Par ailleurs, il existe une résistance souterraine dans tous les
milieux, quel que soit le niveau d'éducation, qui s'oppose presque
sectairement à toute modification, amélioration, logicisation de la
langue, ce que l'on doit peut-être expliquer par le fait que la
langue finirait par être le seul repère fixe de notre temp.
En effet la plupart des lois sont changées régulièrement, beaucoup sont
abrogées, certaines carrément inversées. Même les religions s'adaptent
au temp, les rituels et les traditions sont revisitées, la langue non.
Ou bien très peu si l'on considère que la petite réforme de 1990 n'a
pas vraiment été appliquée jusqu'alors.
On notera néanmoins que les données de cette réforme, humblement nommée
«les rectifications de l'orthographe française», sont intégrées par
certains dictionnaires français sur le net, en particulier par celui
qui accompagne le navigateur Firefox. (1)
Enfin, presque tous de l'élite de ce pays, en particulier du milieu
universitaire, semblent avoir besoin d'une langue fixée, stable, quasi
éternelle ou immuable, pour défendre leurs convictions, développer
leurs thèses, établir leurs recherches, quand bien même cela implique
une démarche conservatrice. Car les connaissances récentes ont du mal à
figurer dans la langue, par exemple les concepts contemporains de temp
ou de parité n'y sont pas, ceci pour répondre à un fameux linguiste
plein de tics qui répète à tous vents qu'on n'a jamais démontré que le
français n'était pas apte à exprimer le monde contemporain.

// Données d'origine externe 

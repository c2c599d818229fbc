use crate::{
    Result,
    constants::{SERIAL_DIGITS, SERIAL_SEPARATOR},
    error::Error,
};
use serde::{Deserialize, Serialize};
use std::fmt;

/// Hardware model a serial number belongs to.
///
/// Each variant owns one serial prefix and one label template. Prefixes may
/// share a leading substring (`RC-103` and `RC-103G`), so lookups always
/// compare the whole prefix and never a `starts_with`.
#[derive(Debug, Clone, Copy, PartialEq, Eq, Hash, PartialOrd, Ord, Serialize, Deserialize)]
pub enum DeviceType {
    #[serde(rename = "RC-102")]
    Rc102,
    #[serde(rename = "RC-103")]
    Rc103,
    #[serde(rename = "RC-103G")]
    Rc103G,
    #[serde(rename = "RC-110")]
    Rc110,
}

impl DeviceType {
    /// Every registered device type.
    pub const ALL: [DeviceType; 4] = [
        DeviceType::Rc102,
        DeviceType::Rc103,
        DeviceType::Rc103G,
        DeviceType::Rc110,
    ];

    /// Serial-number prefix, e.g. `RC-103G`.
    #[must_use]
    pub fn prefix(&self) -> &'static str {
        match self {
            DeviceType::Rc102 => "RC-102",
            DeviceType::Rc103 => "RC-103",
            DeviceType::Rc103G => "RC-103G",
            DeviceType::Rc110 => "RC-110",
        }
    }

    /// Model designation without the vendor part, e.g. `103G`.
    #[must_use]
    pub fn model(&self) -> &'static str {
        match self {
            DeviceType::Rc102 => "102",
            DeviceType::Rc103 => "103",
            DeviceType::Rc103G => "103G",
            DeviceType::Rc110 => "110",
        }
    }

    /// Resolve a prefix to its device type. The match is exact.
    #[must_use]
    pub fn from_prefix(prefix: &str) -> Option<Self> {
        Self::ALL.into_iter().find(|t| t.prefix() == prefix)
    }
}

impl fmt::Display for DeviceType {
    fn fmt(&self, f: &mut fmt::Formatter) -> fmt::Result {
        f.write_str(self.prefix())
    }
}

impl std::str::FromStr for DeviceType {
    type Err = Error;

    fn from_str(s: &str) -> Result<Self> {
        Self::from_prefix(s.trim()).ok_or_else(|| Error::UnknownDeviceType(s.to_string()))
    }
}

/// A validated serial number of the form `PREFIX-NNNNNN`.
///
/// Construction is the only place the serial grammar is checked, so holding
/// a `SerialNumber` means the device type is known and the label can be
/// composed.
///
/// # Examples
///
/// ```
/// use labelstation_core::{DeviceType, SerialNumber};
///
/// let serial = SerialNumber::parse(" RC-110-004200 ").unwrap();
/// assert_eq!(serial.as_str(), "RC-110-004200");
/// assert_eq!(serial.device_type(), DeviceType::Rc110);
///
/// assert!(SerialNumber::parse("RC-104-000001").is_err());
/// assert!(SerialNumber::parse("RC-103-12345").is_err());
/// ```
#[derive(Debug, Clone, PartialEq, Eq, Hash, Serialize, Deserialize)]
#[serde(try_from = "String", into = "String")]
pub struct SerialNumber {
    value: String,
    device_type: DeviceType,
}

impl SerialNumber {
    /// Parse and validate a serial number.
    ///
    /// Surrounding whitespace is ignored. The text after the last `-` must be
    /// exactly six ASCII digits and the text before it must equal a registered
    /// prefix.
    ///
    /// # Errors
    /// Returns `Error::InvalidSerialFormat` for anything else.
    pub fn parse(input: &str) -> Result<Self> {
        let value = input.trim();
        let invalid = || Error::InvalidSerialFormat(value.to_string());

        let (prefix, number) = value.rsplit_once(SERIAL_SEPARATOR).ok_or_else(invalid)?;

        if number.len() != SERIAL_DIGITS || !number.bytes().all(|b| b.is_ascii_digit()) {
            return Err(invalid());
        }

        let device_type = DeviceType::from_prefix(prefix).ok_or_else(invalid)?;

        Ok(Self {
            value: value.to_string(),
            device_type,
        })
    }

    /// Device type selected by the prefix.
    #[must_use]
    pub fn device_type(&self) -> DeviceType {
        self.device_type
    }

    /// The full serial string, which is also the barcode key.
    #[must_use]
    pub fn as_str(&self) -> &str {
        &self.value
    }

    /// The six-digit numeric part.
    #[must_use]
    pub fn number(&self) -> &str {
        &self.value[self.value.len() - SERIAL_DIGITS..]
    }
}

impl fmt::Display for SerialNumber {
    fn fmt(&self, f: &mut fmt::Formatter) -> fmt::Result {
        f.write_str(&self.value)
    }
}

impl std::str::FromStr for SerialNumber {
    type Err = Error;

    fn from_str(s: &str) -> Result<Self> {
        SerialNumber::parse(s)
    }
}

impl TryFrom<String> for SerialNumber {
    type Error = Error;

    fn try_from(value: String) -> Result<Self> {
        SerialNumber::parse(&value)
    }
}

impl From<SerialNumber> for String {
    fn from(serial: SerialNumber) -> Self {
        serial.value
    }
}

/// Lifecycle status of an issuance record.
///
/// The station only ever writes `Preready`. Downstream scanners move the
/// record to `Ready` once the physical label has been scanned; any other
/// value they write is preserved verbatim.
#[derive(Debug, Clone, PartialEq, Eq, Hash, Serialize, Deserialize)]
#[serde(from = "String", into = "String")]
pub enum IssuanceStatus {
    Preready,
    Ready,
    Other(String),
}

impl IssuanceStatus {
    /// Wire/database representation.
    #[must_use]
    pub fn as_str(&self) -> &str {
        match self {
            IssuanceStatus::Preready => "preready",
            IssuanceStatus::Ready => "ready",
            IssuanceStatus::Other(s) => s,
        }
    }

    /// Whether the label has been confirmed by a downstream scan.
    #[must_use]
    pub fn is_ready(&self) -> bool {
        matches!(self, IssuanceStatus::Ready)
    }

    /// Whether the record has left the station-written `preready` state.
    #[must_use]
    pub fn is_past_preready(&self) -> bool {
        !matches!(self, IssuanceStatus::Preready)
    }
}

impl From<&str> for IssuanceStatus {
    fn from(value: &str) -> Self {
        match value {
            "preready" => IssuanceStatus::Preready,
            "ready" => IssuanceStatus::Ready,
            other => IssuanceStatus::Other(other.to_string()),
        }
    }
}

impl From<String> for IssuanceStatus {
    fn from(value: String) -> Self {
        IssuanceStatus::from(value.as_str())
    }
}

impl From<IssuanceStatus> for String {
    fn from(status: IssuanceStatus) -> Self {
        status.as_str().to_string()
    }
}

impl fmt::Display for IssuanceStatus {
    fn fmt(&self, f: &mut fmt::Formatter) -> fmt::Result {
        f.write_str(self.as_str())
    }
}

#[cfg(test)]
mod tests {
    use super::*;
    use rstest::rstest;

    #[rstest]
    #[case("RC-102-000001", DeviceType::Rc102)]
    #[case("RC-103-000123", DeviceType::Rc103)]
    #[case("RC-103G-000123", DeviceType::Rc103G)]
    #[case("RC-110-999999", DeviceType::Rc110)]
    #[case("  RC-103-000123\n", DeviceType::Rc103)]
    fn test_serial_selects_device_type(#[case] input: &str, #[case] expected: DeviceType) {
        let serial = SerialNumber::parse(input).unwrap();
        assert_eq!(serial.device_type(), expected);
        assert_eq!(serial.as_str(), input.trim());
    }

    #[rstest]
    #[case("")]
    #[case("RC-103")]
    #[case("RC-103-")]
    #[case("RC-103-12345")]
    #[case("RC-103-1234567")]
    #[case("RC-103-12345a")]
    #[case("RC-103-１２３４５６")]
    #[case("RC-104-000001")]
    #[case("RC-103X-000001")]
    #[case("rc-103-000001")]
    #[case("RC-103 -000001")]
    #[case("XRC-103-000001")]
    #[case("RC-103G")]
    fn test_serial_rejects_invalid(#[case] input: &str) {
        let err = SerialNumber::parse(input).unwrap_err();
        assert!(matches!(err, Error::InvalidSerialFormat(_)));
    }

    #[test]
    fn test_prefix_overlap_never_falls_through() {
        let plain = SerialNumber::parse("RC-103-000123").unwrap();
        let g = SerialNumber::parse("RC-103G-000123").unwrap();
        assert_ne!(plain.device_type(), g.device_type());
        assert_eq!(g.device_type().prefix(), "RC-103G");
    }

    #[test]
    fn test_serial_number_part() {
        let serial = SerialNumber::parse("RC-103G-004567").unwrap();
        assert_eq!(serial.number(), "004567");
    }

    #[test]
    fn test_serial_serde_as_string() {
        let serial = SerialNumber::parse("RC-102-000042").unwrap();
        let json = serde_json::to_string(&serial).unwrap();
        assert_eq!(json, "\"RC-102-000042\"");

        let back: SerialNumber = serde_json::from_str(&json).unwrap();
        assert_eq!(back, serial);

        assert!(serde_json::from_str::<SerialNumber>("\"RC-999-000042\"").is_err());
    }

    #[test]
    fn test_device_type_from_str() {
        assert_eq!("RC-110".parse::<DeviceType>().unwrap(), DeviceType::Rc110);
        assert!("RC-1".parse::<DeviceType>().is_err());
        assert_eq!(DeviceType::Rc103G.to_string(), "RC-103G");
        assert_eq!(DeviceType::Rc103G.model(), "103G");
    }

    #[rstest]
    #[case("preready", IssuanceStatus::Preready)]
    #[case("ready", IssuanceStatus::Ready)]
    #[case("shipped", IssuanceStatus::Other("shipped".to_string()))]
    fn test_issuance_status_from_str(#[case] raw: &str, #[case] expected: IssuanceStatus) {
        let status = IssuanceStatus::from(raw);
        assert_eq!(status, expected);
        assert_eq!(status.as_str(), raw);
    }

    #[test]
    fn test_issuance_status_predicates() {
        assert!(!IssuanceStatus::Preready.is_past_preready());
        assert!(IssuanceStatus::Ready.is_past_preready());
        assert!(IssuanceStatus::Ready.is_ready());
        assert!(!IssuanceStatus::Other("shipped".into()).is_ready());
    }
}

Cette langue quasi classique que ces gens de l'élite possèdent bien
-étant les seuls à la bien posséder- et qu'ils considérent alors comme
neutre -au-delà de toutes les mutations et transgressions- préférant
souvent, plutôt que mettre en cause leur langage, déplacer leur
révolte, s'ils en avaient l'impétuosité, vers de vieilles connivences
idéologiques, le marxisme par habitude ou l'un de ses derniers
avatars...
L'adaptation
de la langue à l'époque étant une question de survie pour cette langue,
peut-être suffirait-il d'accentuer la réforme de 1990 et d'en favoriser
l'usage. Puisqu'au fond seules des pratiques nouvelles, distillées ici
et là, introduites discrètement, peuvent influer sur une matière bien
trop difficile à manipuler...
(1) L'edition 2009 du Robert propose -presque 20 ans après- la double orthographe de 6000 mots sur 60000.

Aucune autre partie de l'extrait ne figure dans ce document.